The district, in an effort to cut costs because of budget constraints, slashed 2,500 bus stops in Cobb. The district originally cut 11,000 stops, but that number was reduced after numerous complaints from parents.
Still, some parents took issue Monday morning with the trek their kids had to make, while others were frustrated with late bus arrivals and the district's bus stop Web site, which could not locate some students' addresses and shut down periodically throughout the morning because of heavy Web traffic.
At the corner of Berkeley Landing and Kentmere Main in the Kentmere subdivision, located inside the massive Legacy Park subdivision in Kennesaw, parents had mixed feelings.
"The site said the bus was supposed to come at 6:59, so we left at 6:45 and it's 7:26 now and they're just now getting on the bus. So we've been sitting here for almost 40 minutes," Robin Houk said while her sons Hayden, a fourth grader at Big Shanty Elementary School, and Ryan, a kindergartener at Kennesaw Elementary School, climbed aboard their bus. "I think it's horrible. I'd rather pay more taxes than put up with this."
Several parents were frustrated that the bus stop Web site malfunctioned or was unable to find their addresses.
"I couldn't get the Web site to work. Every time I put my address in, it just kept saying, 'sorry, we could not find your address.' So I just checked the boards at school and talked with neighbors," Katy Mathison said as she waited at the stop with her fifth-grader, Katie. "I just figure they're doing it to save money, which we're all doing these days. I don't really have an issue with it, other than not really knowing for sure if I have the right time. Which, now I see that we didn't."

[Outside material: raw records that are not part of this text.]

use std::path::PathBuf;

use thiserror::Error;

/// Errors produced by file loading, persisting and format selection.
///
/// Typed value access never errors; lookups that miss or cannot be coerced
/// resolve to the target type's zero value instead (see [`crate::coerce`]).
#[derive(Debug, Error)]
#[non_exhaustive]
pub enum ConfigError {
    /// The configured file does not exist. Callers commonly branch on this
    /// to fall back to defaults instead of failing startup.
    #[error("config file not found: {0}")]
    FileNotFound(PathBuf),

    #[error("unsupported config format: {0}")]
    UnsupportedFormat(String),

    /// A load or persist was attempted before any format was selected.
    #[error("no config format set")]
    FormatNotSet,

    #[error("failed to read config file '{path}': {source}")]
    ReadError {
        path: PathBuf,
        source: std::io::Error,
    },

    #[error("failed to write config file '{path}': {source}")]
    WriteError {
        path: PathBuf,
        source: std::io::Error,
    },

    #[error("failed to parse TOML config '{path}': {source}")]
    ParseToml {
        path: PathBuf,
        source: toml::de::Error,
    },

    #[error("failed to parse YAML config '{path}': {source}")]
    ParseYaml {
        path: PathBuf,
        source: serde_yaml::Error,
    },

    #[error("failed to parse JSON config '{path}': {source}")]
    ParseJson {
        path: PathBuf,
        source: serde_json::Error,
    },

    #[error("failed to encode TOML config '{path}': {source}")]
    EncodeToml {
        path: PathBuf,
        source: toml::ser::Error,
    },

    #[error("failed to encode YAML config '{path}': {source}")]
    EncodeYaml {
        path: PathBuf,
        source: serde_yaml::Error,
    },

    #[error("failed to encode JSON config '{path}': {source}")]
    EncodeJson {
        path: PathBuf,
        source: serde_json::Error,
    },
}
//! z.ai API token lookup.
//!
//! Tokens come from the environment (`ZAI_API_KEY`, then `ZAI_API_TOKEN`)
//! or from the system keychain entry `usagehub:zai / api_key`.

use tracing::debug;
use usagehub_fetch::KeychainApi;
use usagehub_fetch::host::keychain::{accounts, services};

use super::error::ZaiError;

/// Environment variables checked, in order.
pub const ENV_VARS: &[&str] = &["ZAI_API_KEY", "ZAI_API_TOKEN"];

/// Strips whitespace and one pair of surrounding quotes.
pub fn clean_token(raw: &str) -> Option<String> {
    let trimmed = raw.trim();
    let unquoted = ['"', '\'']
        .iter()
        .find_map(|q| trimmed.strip_prefix(*q).and_then(|s| s.strip_suffix(*q)))
        .unwrap_or(trimmed)
        .trim();
    (!unquoted.is_empty()).then(|| unquoted.to_string())
}

/// First non-empty token among `names`, read through `lookup`.
pub fn token_from<F>(names: &[String], lookup: F) -> Option<String>
where
    F: Fn(&str) -> Option<String>,
{
    names.iter().find_map(|name| {
        let token = lookup(name).as_deref().and_then(clean_token);
        if token.is_some() {
            debug!(source = %name, "Loaded z.ai token from environment");
        }
        token
    })
}

/// First non-empty token among the given environment variables.
pub fn env_token(names: &[String]) -> Option<String> {
    token_from(names, |name| std::env::var(name).ok())
}

/// Token stored in the keychain.
///
/// # Errors
///
/// Returns an error if the keychain cannot be read.
pub async fn keychain_token(keychain: &dyn KeychainApi) -> Result<Option<String>, ZaiError> {
    let stored = keychain.get(services::ZAI, accounts::API_KEY).await?;
    let token = stored.as_deref().and_then(clean_token);
    if token.is_some() {
        debug!(source = "keychain", "Loaded z.ai token");
    }
    Ok(token)
}
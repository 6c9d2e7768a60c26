//! Core error types for `UsageHub`.

use thiserror::Error;

/// Core error type for `UsageHub` operations.
#[derive(Debug, Error)]
pub enum CoreError {
    /// Provider id is empty or malformed.
    #[error("Invalid provider id: {0:?}")]
    InvalidProviderId(String),

    /// Invalid data from an API response.
    #[error("Invalid data: {0}")]
    InvalidData(String),

    /// Serialization/deserialization error.
    #[error("Serialization error: {0}")]
    Serialization(#[from] serde_json::Error),
}
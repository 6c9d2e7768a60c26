//! Provider registry.
//!
//! The registry is an ordinary value built once at startup and passed to
//! whoever needs it. There is no process-wide table.

use tracing::{debug, warn};
use usagehub_core::ProviderId;
use usagehub_fetch::ProviderPipeline;

use crate::claude::claude_descriptor;
use crate::codex::codex_descriptor;
use crate::descriptor::ProviderDescriptor;
use crate::zai::zai_descriptor;

// ============================================================================
// Provider Registry
// ============================================================================

/// Immutable set of provider descriptors in registration order.
#[derive(Debug, Clone, Default)]
pub struct ProviderRegistry {
    descriptors: Vec<ProviderDescriptor>,
}

impl ProviderRegistry {
    /// Registry of every built-in provider.
    ///
    /// Order: primary providers first (Claude, Codex), then z.ai.
    pub fn builtin() -> Self {
        Self::builder()
            .register(claude_descriptor())
            .register(codex_descriptor())
            .register(zai_descriptor())
            .build()
    }

    /// Starts an empty registry.
    pub fn builder() -> ProviderRegistryBuilder {
        ProviderRegistryBuilder::default()
    }

    /// All descriptors.
    pub fn all(&self) -> &[ProviderDescriptor] {
        &self.descriptors
    }

    /// Looks up a descriptor by id.
    pub fn get(&self, id: &ProviderId) -> Option<&ProviderDescriptor> {
        self.descriptors.iter().find(|d| &d.id == id)
    }

    /// Looks up a descriptor by id or CLI alias, ignoring case.
    pub fn resolve(&self, name: &str) -> Option<&ProviderDescriptor> {
        self.descriptors.iter().find(|d| d.matches(name))
    }

    /// Ids in registration order.
    pub fn ids(&self) -> Vec<ProviderId> {
        self.descriptors.iter().map(|d| d.id.clone()).collect()
    }

    /// Ids of providers enabled by default.
    pub fn default_enabled(&self) -> Vec<ProviderId> {
        self.descriptors
            .iter()
            .filter(|d| d.default_enabled)
            .map(|d| d.id.clone())
            .collect()
    }

    /// One pipeline per registered provider.
    pub fn pipelines(&self) -> Vec<ProviderPipeline> {
        self.descriptors.iter().map(ProviderDescriptor::pipeline).collect()
    }

    /// Returns the number of registered providers.
    pub fn len(&self) -> usize {
        self.descriptors.len()
    }

    /// Returns true if nothing is registered.
    pub fn is_empty(&self) -> bool {
        self.descriptors.is_empty()
    }
}

// ============================================================================
// Builder
// ============================================================================

/// Builder for [`ProviderRegistry`].
#[derive(Debug, Default)]
pub struct ProviderRegistryBuilder {
    descriptors: Vec<ProviderDescriptor>,
}

impl ProviderRegistryBuilder {
    /// Adds a provider. Registering an id twice replaces the earlier
    /// descriptor in place.
    #[must_use]
    pub fn register(mut self, descriptor: ProviderDescriptor) -> Self {
        if let Some(existing) = self.descriptors.iter_mut().find(|d| d.id == descriptor.id) {
            warn!(provider = %descriptor.id, "Provider registered twice, replacing");
            *existing = descriptor;
        } else {
            debug!(provider = %descriptor.id, "Provider registered");
            self.descriptors.push(descriptor);
        }
        self
    }

    /// Freezes the registry.
    pub fn build(self) -> ProviderRegistry {
        ProviderRegistry {
            descriptors: self.descriptors,
        }
    }
}

// ============================================================================
// Tests
// ============================================================================

#[cfg(test)]
mod tests {
    use super::*;

    #[test]
    fn test_builtin_providers() {
        let registry = ProviderRegistry::builtin();
        assert_eq!(registry.len(), 3);
        assert_eq!(
            registry.ids(),
            vec![ProviderId::new("claude"), ProviderId::new("codex"), ProviderId::new("zai")]
        );
    }

    #[test]
    fn test_builtin_defaults_match_settings() {
        let registry = ProviderRegistry::builtin();
        assert_eq!(
            registry.default_enabled(),
            vec![ProviderId::new("claude"), ProviderId::new("codex")]
        );
    }

    #[test]
    fn test_resolve_by_alias() {
        let registry = ProviderRegistry::builtin();
        assert_eq!(registry.resolve("anthropic").unwrap().id.as_str(), "claude");
        assert_eq!(registry.resolve("OpenAI").unwrap().id.as_str(), "codex");
        assert_eq!(registry.resolve("z.ai").unwrap().id.as_str(), "zai");
        assert!(registry.resolve("cursor").is_none());
    }

    #[test]
    fn test_every_provider_has_strategies() {
        for desc in ProviderRegistry::builtin().all() {
            assert!(!desc.strategies().is_empty(), "{} has no strategies", desc.id);
            assert!(desc.id.is_path_safe());
        }
    }

    #[test]
    fn test_register_replaces_duplicate() {
        let registry = ProviderRegistry::builder()
            .register(ProviderDescriptor::builder("a").display_name("First").build())
            .register(ProviderDescriptor::builder("b").build())
            .register(ProviderDescriptor::builder("A").display_name("Second").build())
            .build();

        assert_eq!(registry.len(), 2);
        assert_eq!(registry.all()[0].display_name, "Second");
        assert_eq!(registry.get(&ProviderId::new("a")).unwrap().display_name, "Second");
    }

    #[test]
    fn test_pipelines_match_descriptors() {
        let registry = ProviderRegistry::builtin();
        let pipelines = registry.pipelines();
        assert_eq!(pipelines.len(), registry.len());
        for (pipeline, desc) in pipelines.iter().zip(registry.all()) {
            assert_eq!(pipeline.provider_id(), &desc.id);
            assert_eq!(pipeline.len(), desc.strategies().len());
        }
    }
}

Ellie Stokes, whose son Mark is a junior at North Cobb High School, said that they were able to find their address on the Web site, but were disappointed to find out it was much farther away than last year's stop.
"The Web site said it was 0.4 miles up the hill, so he's walking to the stop this morning, but I think he's going to try to get some friends to pick him up the rest of the year. I have mixed feelings about the stops, but he's OK with it since it comes later this year. Last year it came at 7:30, this year it's 7:50. So he gets to sleep in a little bit," Stokes said.
The growing number of elementary students - and later high schoolers - at the stop also had Houk and Stokes concerned.
"There were never this many kids at one stop before," Houk said. "There are almost 30 kids here now. The kids get more rowdy when there are more kids around, and they get anxious sitting here for over 30 minutes. They're getting impatient. It's just not safe to have this many kids at this stop."
"I am concerned that this isn't safe. There are a lot of kids at this stop, and people use this subdivision as a cut through to the other roads, and as you can see, this is a really busy street," Stokes said. "And it's at the bottom of a curved hill, so some of these cars are coming quickly down the hill, and there are so many kids here, I am concerned that it may not be the safest option."
Cobb County School Board Member Dr. John Abraham said, "The school bus stops are a work in progress."
"We'll take a harder look at the bus stops and some of them could change. Surprisingly, though, there weren't really a whole lot of complaints. There were almost no issues with high schools so I imagine they'll stay as they are, but with middle schoolers, if there is a safety issue or the students are having to carry heavy books and cellos a far distance, then we'll have to make special arrangements. But there will definitely be changes with the elementary school stops. We'll be working with the homeowner's associations to come up with a consensus of where certain stops should be instead, but where there isn't a consensus, the stops won't change. In this economy, and after having to cut $100 million from our budget, we have to be careful with our expenses. But we won't sacrifice safety."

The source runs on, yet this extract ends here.